Work instruction: Check each line of the material below for "revision", then copy the ones that contain it.

(Data shown begins)

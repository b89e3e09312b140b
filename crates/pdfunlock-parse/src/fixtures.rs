//! In-memory PDF fixtures for tests.
//!
//! Builds plain and RC4-encrypted (V=1, R=2, 40-bit Standard security
//! handler) PDFs with lopdf, so no crate in the workspace needs binary
//! fixtures on disk. Enabled by the `test-util` feature.
//!
//! Every page `n` (1-based) carries the content stream [`page_content`]`(n)`.
//!
//! # Panics
//!
//! The builders panic if lopdf fails to serialize a fixture.

use std::path::Path;

use lopdf::{Document, Object, ObjectId, Stream, StringFormat, dictionary};

/// PDF standard padding bytes used in encryption key derivation.
const PAD_BYTES: [u8; 32] = [
    0x28, 0xBF, 0x4E, 0x5E, 0x4E, 0x75, 0x8A, 0x41, 0x64, 0x00, 0x4E, 0x56, 0xFF, 0xFA, 0x01, 0x08,
    0x2E, 0x2E, 0x00, 0xB6, 0xD0, 0x68, 0x3E, 0x80, 0x2F, 0x0C, 0xA9, 0xFE, 0x64, 0x53, 0x69, 0x7A,
];

const FILE_ID: &[u8; 16] = b"testfileid123456";
const PERMISSIONS: i32 = -4;

/// Content stream of page `n` (1-based) in every fixture.
pub fn page_content(n: usize) -> Vec<u8> {
    format!("BT /F1 12 Tf 72 720 Td (Page {n}) Tj ET").into_bytes()
}

/// Content streams `1..=page_count`, as a decrypted fixture should read back.
pub fn expected_contents(page_count: usize) -> Vec<Vec<u8>> {
    (1..=page_count).map(page_content).collect()
}

fn rc4_transform(key: &[u8], data: &[u8]) -> Vec<u8> {
    let mut s: Vec<u8> = (0..=255).collect();
    let mut j: usize = 0;
    for i in 0..256 {
        j = (j + s[i] as usize + key[i % key.len()] as usize) & 0xFF;
        s.swap(i, j);
    }
    let mut out = Vec::with_capacity(data.len());
    let mut i: usize = 0;
    j = 0;
    for &byte in data {
        i = (i + 1) & 0xFF;
        j = (j + s[i] as usize) & 0xFF;
        s.swap(i, j);
        let k = s[(s[i] as usize + s[j] as usize) & 0xFF];
        out.push(byte ^ k);
    }
    out
}

fn build_document(page_count: usize) -> Document {
    let mut doc = Document::with_version("1.5");
    let pages_id: ObjectId = doc.new_object_id();

    let font_id = doc.add_object(dictionary! {
        "Type" => "Font",
        "Subtype" => "Type1",
        "BaseFont" => "Helvetica",
    });

    let mut kids = Vec::new();
    for n in 1..=page_count {
        let content_id = doc.add_object(Stream::new(dictionary! {}, page_content(n)));
        let page_id = doc.add_object(dictionary! {
            "Type" => "Page",
            "Parent" => pages_id,
            "MediaBox" => vec![0.into(), 0.into(), 612.into(), 792.into()],
            "Contents" => Object::Reference(content_id),
            "Resources" => dictionary! {
                "Font" => dictionary! { "F1" => Object::Reference(font_id) },
            },
        });
        kids.push(Object::Reference(page_id));
    }

    doc.objects.insert(
        pages_id,
        Object::Dictionary(dictionary! {
            "Type" => "Pages",
            "Kids" => kids,
            "Count" => page_count as i64,
        }),
    );
    let catalog_id = doc.add_object(dictionary! {
        "Type" => "Catalog",
        "Pages" => pages_id,
    });
    doc.trailer.set("Root", catalog_id);
    doc
}

fn to_bytes(mut doc: Document) -> Vec<u8> {
    let mut buf = Vec::new();
    doc.save_to(&mut buf).expect("failed to save test PDF");
    buf
}

/// An unencrypted PDF with `page_count` pages.
pub fn plain_pdf(page_count: usize) -> Vec<u8> {
    to_bytes(build_document(page_count))
}

/// An RC4 40-bit encrypted PDF whose user and owner password are the UTF-8
/// bytes of `password`.
pub fn encrypted_pdf(password: &str, page_count: usize) -> Vec<u8> {
    encrypted_pdf_with_raw_password(password.as_bytes(), page_count)
}

/// Like [`encrypted_pdf`], but keyed on `password` exactly as given.
///
/// R2 handlers key on PDFDocEncoded bytes, so a non-ASCII password such as
/// `é` is stored as `[0xE9]`, not as its UTF-8 encoding.
pub fn encrypted_pdf_with_raw_password(password: &[u8], page_count: usize) -> Vec<u8> {
    let mut padded_pw = Vec::with_capacity(32);
    let pw_len = password.len().min(32);
    padded_pw.extend_from_slice(&password[..pw_len]);
    padded_pw.extend_from_slice(&PAD_BYTES[..32 - pw_len]);

    // Algorithm 3.3: /O value, owner password == user password
    let o_key_digest = md5::compute(&padded_pw);
    let o_value = rc4_transform(&o_key_digest[..5], &padded_pw);

    // Algorithm 3.2: encryption key
    let mut key_input = Vec::with_capacity(128);
    key_input.extend_from_slice(&padded_pw);
    key_input.extend_from_slice(&o_value);
    key_input.extend_from_slice(&(PERMISSIONS as u32).to_le_bytes());
    key_input.extend_from_slice(FILE_ID);
    let key_digest = md5::compute(&key_input);
    let enc_key = key_digest[..5].to_vec();

    // Algorithm 3.4: /U value (R=2)
    let u_value = rc4_transform(&enc_key, &PAD_BYTES);

    let mut doc = build_document(page_count);
    for (&obj_id, obj) in doc.objects.iter_mut() {
        let mut obj_key_input = Vec::with_capacity(10);
        obj_key_input.extend_from_slice(&enc_key);
        obj_key_input.extend_from_slice(&obj_id.0.to_le_bytes()[..3]);
        obj_key_input.extend_from_slice(&obj_id.1.to_le_bytes()[..2]);
        let obj_key_digest = md5::compute(&obj_key_input);
        let obj_key = &obj_key_digest[..(enc_key.len() + 5).min(16)];

        match obj {
            Object::Stream(stream) => {
                let encrypted = rc4_transform(obj_key, &stream.content);
                stream.set_content(encrypted);
            }
            Object::String(content, _) => {
                *content = rc4_transform(obj_key, content);
            }
            _ => {}
        }
    }

    let encrypt_id = doc.add_object(dictionary! {
        "Filter" => "Standard",
        "V" => 1_i64,
        "R" => 2_i64,
        "Length" => 40_i64,
        "O" => Object::String(o_value, StringFormat::Literal),
        "U" => Object::String(u_value, StringFormat::Literal),
        "P" => PERMISSIONS as i64,
    });
    doc.trailer.set("Encrypt", Object::Reference(encrypt_id));
    doc.trailer.set(
        "ID",
        Object::Array(vec![
            Object::String(FILE_ID.to_vec(), StringFormat::Literal),
            Object::String(FILE_ID.to_vec(), StringFormat::Literal),
        ]),
    );
    to_bytes(doc)
}

/// Content streams of every page of `doc`, in page order.
pub fn page_contents(doc: &Document) -> Vec<Vec<u8>> {
    doc.get_pages()
        .values()
        .map(|&id| doc.get_page_content(id).expect("page content"))
        .collect()
}

/// Load `path` with lopdf, asserting it carries no `/Encrypt` dictionary.
pub fn load_plain(path: &Path) -> Document {
    let bytes = std::fs::read(path).expect("failed to read output");
    let doc = Document::load_mem(&bytes).expect("output should parse");
    assert!(
        doc.trailer.get(b"Encrypt").is_err() && !doc.was_encrypted(),
        "{} is still encrypted",
        path.display()
    );
    doc
}

/// Content streams of every page of the PDF at `path`, asserting it is not
/// encrypted.
pub fn plain_page_contents(path: &Path) -> Vec<Vec<u8>> {
    page_contents(&load_plain(path))
}
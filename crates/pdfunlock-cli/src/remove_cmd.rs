use std::path::PathBuf;

use pdfunlock::{BatchEvent, UnlockOptions, Unlocker, spawn_batch};

use crate::cli::{OutputFormat, PasswordArgs};
use crate::shared::{ProgressReporter, print_batch, resolve_password, select_files, warn_overwrite};

pub fn run(
    files: &[PathBuf],
    password: &PasswordArgs,
    format: &OutputFormat,
    no_verify: bool,
    max_input_bytes: Option<usize>,
    quiet: bool,
) -> Result<(), i32> {
    let selection = select_files(files)?;
    let password = resolve_password(password)?;

    let options = UnlockOptions {
        max_input_bytes,
        verify_output: !no_verify,
        ..UnlockOptions::default()
    };

    warn_overwrite(selection.len(), quiet);
    let progress = ProgressReporter::new(selection.len(), quiet);

    let handle = spawn_batch(Unlocker::new(options), selection.all().to_vec(), password);
    for event in handle.events() {
        if let BatchEvent::FileDone { index, report } = event {
            progress.report(index + 1, &report.path);
        }
    }
    let result = handle.wait();
    progress.finish();

    print_batch(&result, format)
}
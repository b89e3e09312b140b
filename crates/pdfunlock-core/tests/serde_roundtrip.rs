//! Serde tests for the types that leave the process as JSON.

#![cfg(feature = "serde")]

use pdfunlock_core::*;

#[test]
fn batch_result_roundtrips() {
    let batch: BatchResult = vec![
        FileReport::new("a.pdf", FileOutcome::Success),
        FileReport::new("b.pdf", FileOutcome::WrongPassword),
        FileReport::new("c.pdf", FileOutcome::OtherError("truncated file".into())),
    ]
    .into_iter()
    .collect();

    let json = serde_json::to_string(&batch).expect("serialize failed");
    let restored: BatchResult = serde_json::from_str(&json).expect("deserialize failed");
    assert_eq!(batch, restored, "round-trip mismatch for JSON: {json}");
}

#[test]
fn file_report_json_shape() {
    let report = FileReport::new("b.pdf", FileOutcome::WrongPassword);
    let value = serde_json::to_value(&report).unwrap();
    assert_eq!(value["path"], "b.pdf");
    assert_eq!(value["outcome"]["status"], "wrong_password");
}

#[test]
fn outcome_status_matches_short_tag() {
    for outcome in [
        FileOutcome::Success,
        FileOutcome::WrongPassword,
        FileOutcome::OtherError("truncated file".into()),
    ] {
        let value = serde_json::to_value(&outcome).unwrap();
        assert_eq!(value["status"], outcome.as_str());
    }
}

#[test]
fn other_error_serializes_as_error_with_message() {
    let value = serde_json::to_value(FileOutcome::OtherError("truncated file".into())).unwrap();
    assert_eq!(value["status"], "error");
    assert_eq!(value["message"], "truncated file");

    let restored: FileOutcome =
        serde_json::from_str(r#"{"status":"error","message":"truncated file"}"#).unwrap();
    assert_eq!(restored, FileOutcome::OtherError("truncated file".into()));
}

#[test]
fn encryption_info_json_shape() {
    let info = EncryptionInfo {
        filter: Some("Standard".into()),
        version: Some(1),
        revision: Some(2),
        key_length: None,
        permissions: Some(-4),
    };
    let value = serde_json::to_value(&info).unwrap();
    assert_eq!(value["filter"], "Standard");
    assert_eq!(value["revision"], 2);
    assert!(value["key_length"].is_null());
}
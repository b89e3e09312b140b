//! Shared helpers for integration tests.
//!
//! PDFs are built in memory by `pdfunlock_parse::fixtures`; this module only
//! puts them on disk.

#![allow(dead_code)]

use std::path::{Path, PathBuf};

pub use pdfunlock_parse::fixtures::{
    encrypted_pdf, encrypted_pdf_with_raw_password, expected_contents, load_plain, page_content,
    page_contents, plain_page_contents, plain_pdf,
};

/// Write `bytes` to `dir/name` and return the path.
pub fn write_pdf(dir: &Path, name: &str, bytes: &[u8]) -> PathBuf {
    let path = dir.join(name);
    std::fs::write(&path, bytes).expect("failed to write fixture");
    path
}
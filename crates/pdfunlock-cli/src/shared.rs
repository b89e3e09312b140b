use std::io::{self, BufRead, IsTerminal, Write};
use std::path::{Path, PathBuf};

use pdfunlock::{BatchResult, DEFAULT_DISPLAY_WIDTH, FileSelection, display_name, is_pdf_path};

use crate::cli::{OutputFormat, PasswordArgs};

/// Build the ordered, deduplicated selection from command-line paths.
///
/// Paths without a `.pdf` extension are skipped with a warning on stderr.
/// Returns `Err(1)` if nothing is left.
pub fn select_files(files: &[PathBuf]) -> Result<FileSelection, i32> {
    let mut selection = FileSelection::new();
    for file in files {
        if !is_pdf_path(file) {
            eprintln!("Warning: skipping non-PDF file: {}", file.display());
            continue;
        }
        selection.add(file.clone());
    }

    if selection.is_empty() {
        eprintln!("Error: no PDF files selected!");
        return Err(1);
    }
    Ok(selection)
}

/// Resolve the batch password from `--password` or `--password-stdin`.
///
/// Returns `Err(1)` if no password was given or it is empty.
pub fn resolve_password(args: &PasswordArgs) -> Result<String, i32> {
    let password = if args.password_stdin {
        read_password(io::stdin().lock()).map_err(|e| {
            eprintln!("Error: failed to read password from stdin: {e}");
            1
        })?
    } else {
        args.password.clone().unwrap_or_default()
    };

    if password.is_empty() {
        eprintln!("Error: please enter a password!");
        return Err(1);
    }
    Ok(password)
}

/// Read the first line of `reader`, without its line terminator.
fn read_password(mut reader: impl BufRead) -> io::Result<String> {
    let mut line = String::new();
    reader.read_line(&mut line)?;
    let trimmed = line.trim_end_matches(['\n', '\r']).len();
    line.truncate(trimmed);
    Ok(line)
}

/// Warn that originals are about to be overwritten without a backup.
pub fn warn_overwrite(count: usize, quiet: bool) {
    if !quiet {
        eprintln!(
            "Warning: {count} file(s) will be overwritten in place; no backup is kept."
        );
    }
}

const PROGRESS_WIDTH: usize = 72;

/// A progress reporter that prints "Processing file N/M..." to stderr,
/// but only when stderr is connected to a TTY (terminal).
pub struct ProgressReporter {
    total: usize,
    enabled: bool,
}

impl ProgressReporter {
    /// Create a new progress reporter for `total` files.
    pub fn new(total: usize, quiet: bool) -> Self {
        Self {
            total,
            enabled: !quiet && io::stderr().is_terminal(),
        }
    }

    /// Report progress for file `current` (1-indexed).
    pub fn report(&self, current: usize, path: &Path) {
        if self.enabled {
            eprint!(
                "\r{:width$}\rProcessing file {}/{}... {}",
                "",
                current,
                self.total,
                display_name(path, DEFAULT_DISPLAY_WIDTH),
                width = PROGRESS_WIDTH,
            );
            let _ = io::stderr().flush();
        }
    }

    /// Clear the progress line (if TTY).
    pub fn finish(&self) {
        if self.enabled {
            eprint!("\r{}\r", " ".repeat(PROGRESS_WIDTH));
            let _ = io::stderr().flush();
        }
    }
}

/// JSON value for one batch: per-file entries plus summary counts.
pub fn batch_to_json(result: &BatchResult) -> serde_json::Result<serde_json::Value> {
    let mut files = Vec::with_capacity(result.len());
    for report in result {
        let mut entry = serde_json::to_value(&report.outcome)?;
        entry["path"] = serde_json::Value::String(report.path.display().to_string());
        files.push(entry);
    }

    let summary = result.summary();
    Ok(serde_json::json!({
        "files": files,
        "summary": {
            "total": summary.total,
            "succeeded": summary.succeeded,
            "wrong_password": summary.wrong_password,
            "failed": summary.failed,
        },
    }))
}

/// Print a finished batch to stdout in the requested format.
pub fn print_batch(result: &BatchResult, format: &OutputFormat) -> Result<(), i32> {
    match format {
        OutputFormat::Text => {
            for report in result {
                println!("{}", report.message());
            }
            println!("{}", result.summary());
            println!("All files processed!");
        }
        OutputFormat::Json => {
            let json = batch_to_json(result)
                .and_then(|output| serde_json::to_string_pretty(&output))
                .map_err(|e| {
                    eprintln!("Error: failed to serialize JSON: {e}");
                    1
                })?;
            println!("{json}");
        }
    }
    Ok(())
}
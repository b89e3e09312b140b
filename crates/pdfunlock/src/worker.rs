//! Running a batch on a background thread.
//!
//! [`spawn_batch`] moves one batch onto a worker thread so an interactive
//! front end stays responsive. Files are still processed one at a time and
//! reported in input order.

use std::path::PathBuf;
use std::sync::mpsc::{self, Receiver};
use std::thread::{self, JoinHandle};

use pdfunlock_core::{BatchResult, FileReport};

use crate::Unlocker;

/// Progress of a background batch.
#[derive(Debug, Clone, PartialEq, Eq)]
pub enum BatchEvent {
    /// The worker started; `total` files will be processed.
    Started {
        /// Number of files in the batch.
        total: usize,
    },
    /// One file is done.
    FileDone {
        /// 0-based position of the file in the batch.
        index: usize,
        /// What happened to it.
        report: FileReport,
    },
    /// Every file has been processed.
    Finished,
}

/// Handle to a batch running on a worker thread.
pub struct BatchHandle {
    events: Receiver<BatchEvent>,
    worker: JoinHandle<BatchResult>,
}

impl BatchHandle {
    /// Events in the order the worker produced them.
    ///
    /// The iterator ends once the worker has sent [`BatchEvent::Finished`]
    /// and dropped its sender.
    pub fn events(&self) -> mpsc::Iter<'_, BatchEvent> {
        self.events.iter()
    }

    /// Return the next event if one is ready, without blocking.
    pub fn try_next_event(&self) -> Option<BatchEvent> {
        self.events.try_recv().ok()
    }

    /// Whether the worker thread has finished.
    pub fn is_finished(&self) -> bool {
        self.worker.is_finished()
    }

    /// Block until the batch is done and return its result.
    ///
    /// If the worker thread panicked, the panic is resumed on the caller.
    pub fn wait(self) -> BatchResult {
        match self.worker.join() {
            Ok(result) => result,
            Err(panic) => std::panic::resume_unwind(panic),
        }
    }
}

impl std::fmt::Debug for BatchHandle {
    fn fmt(&self, f: &mut std::fmt::Formatter<'_>) -> std::fmt::Result {
        f.debug_struct("BatchHandle")
            .field("finished", &self.worker.is_finished())
            .finish_non_exhaustive()
    }
}

/// Process `paths` with `password` on a new thread.
///
/// Events are buffered, so the batch completes even if nobody reads them.
pub fn spawn_batch(unlocker: Unlocker, paths: Vec<PathBuf>, password: String) -> BatchHandle {
    let (tx, rx) = mpsc::channel();
    let worker = thread::spawn(move || {
        // Sends only fail once the handle is dropped; the batch still runs to
        // completion so every file ends up in a consistent state.
        let _ = tx.send(BatchEvent::Started { total: paths.len() });
        let result = unlocker.process_with_progress(&paths, &password, |index, report| {
            let _ = tx.send(BatchEvent::FileDone {
                index,
                report: report.clone(),
            });
        });
        let _ = tx.send(BatchEvent::Finished);
        result
    });
    BatchHandle { events: rx, worker }
}
use tracing::level_filters::LevelFilter;
use tracing_subscriber::EnvFilter;

/// Map the `-v`/`-q` flags to the default log level.
///
/// With no flags nothing is logged, so per-file messages on stdout stay the
/// only output. `RUST_LOG` still overrides whatever this returns.
pub fn default_level(verbose: u8, quiet: bool) -> LevelFilter {
    if quiet {
        return LevelFilter::OFF;
    }
    match verbose {
        0 => LevelFilter::OFF,
        1 => LevelFilter::INFO,
        2 => LevelFilter::DEBUG,
        _ => LevelFilter::TRACE,
    }
}

/// Install the global subscriber. Logs go to stderr.
pub fn init(verbose: u8, quiet: bool) {
    let filter = EnvFilter::builder()
        .with_default_directive(default_level(verbose, quiet).into())
        .from_env_lossy();

    // A subscriber may already be installed when the binary is driven from
    // tests; keep the existing one.
    let _ = tracing_subscriber::fmt()
        .with_env_filter(filter)
        .with_writer(std::io::stderr)
        .with_target(false)
        .try_init();
}
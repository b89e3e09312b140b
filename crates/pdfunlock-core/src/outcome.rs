//! Per-file outcomes and ordered batch results.

use std::fmt;
use std::path::{Path, PathBuf};

use crate::UnlockError;

/// Result of attempting to remove the password from one file.
#[derive(Debug, Clone, PartialEq, Eq)]
#[cfg_attr(
    feature = "serde",
    derive(serde::Serialize, serde::Deserialize),
    serde(tag = "status", content = "message", rename_all = "snake_case")
)]
pub enum FileOutcome {
    /// The file was opened and written back without encryption.
    Success,
    /// The file is encrypted and the password was rejected.
    WrongPassword,
    /// Any other failure, with a human-readable description.
    #[cfg_attr(feature = "serde", serde(rename = "error"))]
    OtherError(String),
}

impl FileOutcome {
    /// Fold a single-file error into an outcome.
    ///
    /// A rejected password is the only error callers can fix by trying again
    /// with a different password, so it is kept apart from everything else.
    pub fn from_error(err: &UnlockError) -> Self {
        if err.is_password_error() {
            FileOutcome::WrongPassword
        } else {
            FileOutcome::OtherError(err.to_string())
        }
    }

    /// Returns `true` for [`FileOutcome::Success`].
    pub fn is_success(&self) -> bool {
        matches!(self, FileOutcome::Success)
    }

    /// Short machine-readable tag.
    pub fn as_str(&self) -> &'static str {
        match self {
            FileOutcome::Success => "success",
            FileOutcome::WrongPassword => "wrong_password",
            FileOutcome::OtherError(_) => "error",
        }
    }
}

impl<T> From<Result<T, UnlockError>> for FileOutcome {
    fn from(result: Result<T, UnlockError>) -> Self {
        match result {
            Ok(_) => FileOutcome::Success,
            Err(err) => FileOutcome::from_error(&err),
        }
    }
}

impl fmt::Display for FileOutcome {
    fn fmt(&self, f: &mut fmt::Formatter<'_>) -> fmt::Result {
        match self {
            FileOutcome::Success => f.write_str("success"),
            FileOutcome::WrongPassword => f.write_str("incorrect password"),
            FileOutcome::OtherError(msg) => write!(f, "error: {msg}"),
        }
    }
}

/// A path paired with what happened to it.
#[derive(Debug, Clone, PartialEq, Eq)]
#[cfg_attr(feature = "serde", derive(serde::Serialize, serde::Deserialize))]
pub struct FileReport {
    /// The file that was processed.
    pub path: PathBuf,
    /// What happened to it.
    pub outcome: FileOutcome,
}

impl FileReport {
    /// Create a report for `path`.
    pub fn new(path: impl Into<PathBuf>, outcome: FileOutcome) -> Self {
        Self {
            path: path.into(),
            outcome,
        }
    }

    /// The message shown to the user for this file.
    pub fn message(&self) -> String {
        let path = self.path.display();
        match &self.outcome {
            FileOutcome::Success => format!("Password removed: {path}"),
            FileOutcome::WrongPassword => format!("Incorrect password for file: {path}"),
            FileOutcome::OtherError(msg) => {
                format!("An error occurred with file {path}: {msg}")
            }
        }
    }
}

/// Aggregate counts over a [`BatchResult`].
#[derive(Debug, Clone, Copy, Default, PartialEq, Eq)]
#[cfg_attr(feature = "serde", derive(serde::Serialize, serde::Deserialize))]
pub struct BatchSummary {
    /// Number of files processed.
    pub total: usize,
    /// Files that were unlocked (or already unencrypted).
    pub succeeded: usize,
    /// Files whose password was rejected.
    pub wrong_password: usize,
    /// Files that failed for any other reason.
    pub failed: usize,
}

impl fmt::Display for BatchSummary {
    fn fmt(&self, f: &mut fmt::Formatter<'_>) -> fmt::Result {
        write!(
            f,
            "{} file(s): {} unlocked, {} incorrect password, {} error(s)",
            self.total, self.succeeded, self.wrong_password, self.failed
        )
    }
}

/// Ordered per-file results of one batch invocation.
///
/// Holds exactly one [`FileReport`] per input path, in input order.
#[derive(Debug, Clone, Default, PartialEq, Eq)]
#[cfg_attr(feature = "serde", derive(serde::Serialize, serde::Deserialize))]
pub struct BatchResult {
    reports: Vec<FileReport>,
}

impl BatchResult {
    /// Create an empty result with room for `capacity` reports.
    pub fn with_capacity(capacity: usize) -> Self {
        Self {
            reports: Vec::with_capacity(capacity),
        }
    }

    /// Append the report for the next path.
    pub fn push(&mut self, report: FileReport) {
        self.reports.push(report);
    }

    /// Number of reports.
    pub fn len(&self) -> usize {
        self.reports.len()
    }

    /// Whether the batch was empty.
    pub fn is_empty(&self) -> bool {
        self.reports.is_empty()
    }

    /// Reports in input order.
    pub fn reports(&self) -> &[FileReport] {
        &self.reports
    }

    /// Iterate over reports in input order.
    pub fn iter(&self) -> std::slice::Iter<'_, FileReport> {
        self.reports.iter()
    }

    /// Outcomes in input order.
    pub fn outcomes(&self) -> Vec<&FileOutcome> {
        self.reports.iter().map(|r| &r.outcome).collect()
    }

    /// Look up the outcome recorded for `path`.
    pub fn outcome_for(&self, path: impl AsRef<Path>) -> Option<&FileOutcome> {
        let path = path.as_ref();
        self.reports
            .iter()
            .find(|r| r.path == path)
            .map(|r| &r.outcome)
    }

    /// Number of successful files.
    pub fn succeeded(&self) -> usize {
        self.reports.iter().filter(|r| r.outcome.is_success()).count()
    }

    /// Number of files whose password was rejected.
    pub fn wrong_password(&self) -> usize {
        self.reports
            .iter()
            .filter(|r| r.outcome == FileOutcome::WrongPassword)
            .count()
    }

    /// Number of files that failed for other reasons.
    pub fn failed(&self) -> usize {
        self.reports
            .iter()
            .filter(|r| matches!(r.outcome, FileOutcome::OtherError(_)))
            .count()
    }

    /// Whether every file succeeded.
    pub fn all_succeeded(&self) -> bool {
        self.reports.iter().all(|r| r.outcome.is_success())
    }

    /// Aggregate counts.
    pub fn summary(&self) -> BatchSummary {
        BatchSummary {
            total: self.len(),
            succeeded: self.succeeded(),
            wrong_password: self.wrong_password(),
            failed: self.failed(),
        }
    }

    /// Consume the result, returning the reports.
    pub fn into_reports(self) -> Vec<FileReport> {
        self.reports
    }
}

impl FromIterator<FileReport> for BatchResult {
    fn from_iter<I: IntoIterator<Item = FileReport>>(iter: I) -> Self {
        Self {
            reports: iter.into_iter().collect(),
        }
    }
}

impl<'a> IntoIterator for &'a BatchResult {
    type Item = &'a FileReport;
    type IntoIter = std::slice::Iter<'a, FileReport>;

    fn into_iter(self) -> Self::IntoIter {
        self.reports.iter()
    }
}

impl IntoIterator for BatchResult {
    type Item = FileReport;
    type IntoIter = std::vec::IntoIter<FileReport>;

    fn into_iter(self) -> Self::IntoIter {
        self.reports.into_iter()
    }
}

(Data shown ends)

Solution:
        revision: Some(2),
    assert_eq!(value["revision"], 2);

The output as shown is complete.